**Task brief**. The number of lines holding "filter" in the listing below is all you should give.

**Given data**.
pub mod aggregate;
pub mod artifact;
pub mod config;
pub mod index;
pub mod pipeline;

pub use aggregate::{build_viz_tree, AggregateConfig, MissingViz, VizNode};
pub use config::RepositoryConfig;
pub use pipeline::{BatchReport, BatchStatus, Pipeline, PipelineConfig, RepositoryOutcome};
//! Demonstration of the Game of Life on a hexasphere
//!
//! Run with `RUST_LOG=debug` to see per-generation logging.

use hexasphere_life::*;
use std::sync::Arc;
use std::time::Instant;

fn main() -> Result<()> {
    env_logger::init();

    let config = HexasphereConfigBuilder::new()
        .globe_size(GlobeSize::Medium)
        .build()?;
    let sphere = Arc::new(Hexasphere::build(config)?);
    println!("Globe: {} tiles", sphere.tile_count());

    // A crude "continent" classifier: a band around the equator
    let band = |c: GeoCoordinate| c.latitude.abs() < 25.0 && c.longitude > -60.0 && c.longitude < 90.0;
    let live = initial_live_set(sphere.as_ref(), &band);
    let state = initial_state(Arc::clone(&sphere), live)?;
    println!("Seeded {} live tiles from the classifier", state.population());

    let start = Instant::now();
    for generation in state.generations().take(10) {
        println!("  generation {:>2}: {:>4} live", generation.generation(), generation.population());
    }
    println!("10 generations in {:?}", start.elapsed());

    // Random soup with a narrower rule: alive only at a count of exactly 3
    let soup = random_live_set(&sphere, 0.35, 42);
    let rule = LifeRule::new((2, 4), (2, 4));
    let mut state = SimulationState::with_rule(Arc::clone(&sphere), soup, rule)?;
    println!("\nRandom soup: {} live", state.population());

    for _ in 0..25 {
        state = state.next_state();
    }
    println!("After {} generations: {} live", state.generation(), state.population());

    // A closure rule: a tile flips when exactly one neighbor is alive
    let flip = |cell: usize, neighbors: &[usize], live: &LiveSet| {
        let alive = live.contains(&cell);
        let count = neighbors.iter().filter(|n| live.contains(n)).count();
        if count == 1 { !alive } else { alive }
    };
    let state = SimulationState::with_rule(Arc::clone(&sphere), [0].into_iter().collect(), flip)?;
    let last = state.generations().nth(4).unwrap_or_else(|| state.clone());
    println!("\nFlip rule after {} generations: {} live", last.generation(), last.population());

    let alive_pentagons = last
        .cells()
        .filter(|&(id, alive)| alive && sphere.tiles()[id].is_pentagon())
        .count();
    println!("  of which pentagons: {}", alive_pentagons);

    Ok(())
}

**Solution for this task**. 2